**What needs to be done**. Using the records that follow, work out how many lines hold the string "ClickStore" and provide that number only.

Start of Block

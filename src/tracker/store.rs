//! SQLite によるクリック数の永続化

use std::path::{
    Path,
    PathBuf,
};
use std::time::Duration;

use rusqlite::{
    Connection,
    Row,
    params,
};
use serde::Serialize;
use thiserror::Error;

use crate::types::GameId;

/// 書き込み競合時に待つ最大時間
const BUSY_TIMEOUT: Duration = Duration::from_secs(5);

const CREATE_TABLE: &str = "
    CREATE TABLE IF NOT EXISTS game_clicks (
        game_id TEXT PRIMARY KEY,
        clicks INTEGER NOT NULL DEFAULT 0 CHECK (clicks >= 0)
    )
";

/// 作成と加算を 1 文で行う（同一 ID への同時リクエストでも取りこぼさない）
const UPSERT_CLICK: &str = "
    INSERT INTO game_clicks (game_id, clicks) VALUES (?1, 1)
    ON CONFLICT(game_id) DO UPDATE SET clicks = clicks + 1
    RETURNING game_id, clicks
";

const ALL_STATS: &str =
    "SELECT game_id, clicks FROM game_clicks ORDER BY clicks DESC, game_id ASC";

#[derive(Error, Debug)]
pub enum StoreError {
    #[error("Database error: {0}")]
    Sqlite(#[from] rusqlite::Error),

    /// 保存されている値がゲーム ID として不正
    #[error("Corrupt row for game '{0}'")]
    CorruptRow(String),
}

/// 1 ゲーム分のクリック数
#[derive(Debug, Clone, PartialEq, Eq, Serialize)]
pub struct ClickRecord {
    pub game_id: GameId,
    pub clicks: u64,
}

impl ClickRecord {
    fn from_row(row: &Row<'_>) -> Result<(String, i64), rusqlite::Error> {
        Ok((row.get(0)?, row.get(1)?))
    }

    fn try_from_parts((game_id, clicks): (String, i64)) -> Result<Self, StoreError> {
        let clicks = u64::try_from(clicks).map_err(|_| StoreError::CorruptRow(game_id.clone()))?;
        let game_id = GameId::parse(&game_id).map_err(|e| StoreError::CorruptRow(e.raw))?;
        Ok(Self { game_id, clicks })
    }
}

/// クリック数テーブル
///
/// 操作ごとに接続を開きます。同時書き込みの直列化は SQLite のロックに任せ、
/// アプリケーション側ではロックを取りません。
#[derive(Debug, Clone)]
pub struct ClickStore {
    path: PathBuf,
}

impl ClickStore {
    /// データベースを開き、テーブルがなければ作成する
    ///
    /// # Errors
    /// ファイルを開けない、またはスキーマを作成できない場合
    pub fn open(path: impl Into<PathBuf>) -> Result<Self, StoreError> {
        let store = Self { path: path.into() };
        let conn = store.connect()?;

        let mode: String =
            conn.pragma_update_and_check(None, "journal_mode", "WAL", |row| row.get(0))?;
        tracing::debug!(journal_mode = %mode, "Opened click database at {:?}", store.path);

        conn.execute_batch(CREATE_TABLE)?;
        Ok(store)
    }

    #[must_use]
    pub fn path(&self) -> &Path {
        &self.path
    }

    fn connect(&self) -> Result<Connection, StoreError> {
        let conn = Connection::open(&self.path)?;
        conn.busy_timeout(BUSY_TIMEOUT)?;
        Ok(conn)
    }

    /// クリック数を 1 加算する（未登録なら 1 で作成）
    ///
    /// # Errors
    /// 書き込みに失敗した場合。その場合カウントは変化しません。
    pub fn increment(&self, game: &GameId) -> Result<ClickRecord, StoreError> {
        let conn = self.connect()?;
        let parts = conn.query_row(UPSERT_CLICK, params![game.as_str()], ClickRecord::from_row)?;
        let record = ClickRecord::try_from_parts(parts)?;
        tracing::debug!(game = %record.game_id, clicks = record.clicks, "Recorded click");
        Ok(record)
    }

    /// 全ゲームのクリック数（多い順、同数は ID 昇順）
    ///
    /// ゲーム ID として不正な行は警告を出して除外します。
    ///
    /// # Errors
    /// 読み込みに失敗した場合
    pub fn list_all(&self) -> Result<Vec<ClickRecord>, StoreError> {
        let conn = self.connect()?;
        let mut stmt = conn.prepare(ALL_STATS)?;
        let rows = stmt.query_map([], ClickRecord::from_row)?;

        let mut records = Vec::new();
        for row in rows {
            // 不正な行は読み飛ばし、残りのランキングは返す
            match ClickRecord::try_from_parts(row?) {
                Ok(record) => records.push(record),
                Err(e) => tracing::warn!("Skipping stored click row: {}", e),
            }
        }
        Ok(records)
    }
}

End of Block

**Solution to this exercise**. 2